### EXERCISE BRIEF
Could you retype every line of the data underneath without altering anything?

### PROVIDED INFORMATION
[Start of Attachment]

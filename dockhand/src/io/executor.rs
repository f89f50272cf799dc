//! Executor abstraction for running resolved invocations.
//!
//! The [`CommandExecutor`] trait decouples dispatch from process spawning.
//! Tests use scripted executors that return predetermined outcomes.

use std::path::PathBuf;
use std::time::{Duration, Instant};

use chrono::Utc;
use tracing::{debug, info, instrument, warn};

use crate::core::operation::Invocation;
use crate::core::types::ExecutionOutcome;
use crate::io::process::{command_from_argv, run_command_with_timeout};

/// Runs one invocation to a terminal outcome.
pub trait CommandExecutor {
    /// Never fails: spawn problems are reported as `SpawnFailed`.
    fn execute(&self, invocation: &Invocation, timeout: Duration) -> ExecutionOutcome;
}

/// Executor that spawns the invocation as a child of the project root.
#[derive(Debug, Clone)]
pub struct ProcessExecutor {
    workdir: PathBuf,
    output_limit_bytes: usize,
}

impl ProcessExecutor {
    pub fn new(workdir: impl Into<PathBuf>, output_limit_bytes: usize) -> Self {
        Self {
            workdir: workdir.into(),
            output_limit_bytes,
        }
    }
}

impl CommandExecutor for ProcessExecutor {
    #[instrument(skip_all, fields(command = %invocation, timeout_secs = timeout.as_secs()))]
    fn execute(&self, invocation: &Invocation, timeout: Duration) -> ExecutionOutcome {
        let started_at = Utc::now();
        let cmd = match command_from_argv(&invocation.argv, &self.workdir) {
            Ok(cmd) => cmd,
            Err(err) => {
                return ExecutionOutcome::SpawnFailed {
                    error: format!("{err:#}"),
                    started_at,
                };
            }
        };

        info!(workdir = %self.workdir.display(), "starting command");
        let start = Instant::now();
        let output = match run_command_with_timeout(cmd, timeout, self.output_limit_bytes) {
            Ok(output) => output,
            Err(err) => {
                warn!(err = %format!("{err:#}"), "command could not run");
                return ExecutionOutcome::SpawnFailed {
                    error: format!("{err:#}"),
                    started_at,
                };
            }
        };
        let duration = start.elapsed();

        if output.timed_out {
            warn!(timeout_secs = timeout.as_secs(), "command timed out");
            return ExecutionOutcome::TimedOut {
                timeout,
                started_at,
            };
        }

        let exit_code = output.exit_code();
        if exit_code == 0 {
            debug!(duration = ?duration, "command succeeded");
        } else {
            warn!(exit_code, "command failed");
        }
        ExecutionOutcome::Completed {
            exit_code,
            stdout: output.stdout_lossy(),
            stderr: output.stderr_lossy(),
            duration,
            started_at,
        }
    }
}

[End of Attachment]

### FINISHED TASK
filename dockhand/src/io/executor.rs
repository f89f50272cf799dc
//! Executor abstraction for running resolved invocations.
//!
//! The [`CommandExecutor`] trait decouples dispatch from process spawning.
//! Tests use scripted executors that return predetermined outcomes.

use std::path::PathBuf;
use std::time::{Duration, Instant};

use chrono::Utc;
use tracing::{debug, info, instrument, warn};

use crate::core::operation::Invocation;
use crate::core::types::ExecutionOutcome;
use crate::io::process::{command_from_argv, run_command_with_timeout};

/// Runs one invocation to a terminal outcome.
pub trait CommandExecutor {
    /// Never fails: spawn problems are reported as `SpawnFailed`.
    fn execute(&self, invocation: &Invocation, timeout: Duration) -> ExecutionOutcome;
}

/// Executor that spawns the invocation as a child of the project root.
#[derive(Debug, Clone)]
pub struct ProcessExecutor {
    workdir: PathBuf,
    output_limit_bytes: usize,
}

impl ProcessExecutor {
    pub fn new(workdir: impl Into<PathBuf>, output_limit_bytes: usize) -> Self {
        Self {
            workdir: workdir.into(),
            output_limit_bytes,
        }
    }
}

impl CommandExecutor for ProcessExecutor {
    #[instrument(skip_all, fields(command = %invocation, timeout_secs = timeout.as_secs()))]
    fn execute(&self, invocation: &Invocation, timeout: Duration) -> ExecutionOutcome {
        let started_at = Utc::now();
        let cmd = match command_from_argv(&invocation.argv, &self.workdir) {
            Ok(cmd) => cmd,
            Err(err) => {
                return ExecutionOutcome::SpawnFailed {
                    error: format!("{err:#}"),
                    started_at,
                };
            }
        };

        info!(workdir = %self.workdir.display(), "starting command");
        let start = Instant::now();
        let output = match run_command_with_timeout(cmd, timeout, self.output_limit_bytes) {
            Ok(output) => output,
            Err(err) => {
                warn!(err = %format!("{err:#}"), "command could not run");
                return ExecutionOutcome::SpawnFailed {
                    error: format!("{err:#}"),
                    started_at,
                };
            }
        };
        let duration = start.elapsed();

        if output.timed_out {
            warn!(timeout_secs = timeout.as_secs(), "command timed out");
            return ExecutionOutcome::TimedOut {
                timeout,
                started_at,
            };
        }

        let exit_code = output.exit_code();
        if exit_code == 0 {
            debug!(duration = ?duration, "command succeeded");
        } else {
            warn!(exit_code, "command failed");
        }
        ExecutionOutcome::Completed {
            exit_code,
            stdout: output.stdout_lossy(),
            stderr: output.stderr_lossy(),
            duration,
            started_at,
        }
    }
}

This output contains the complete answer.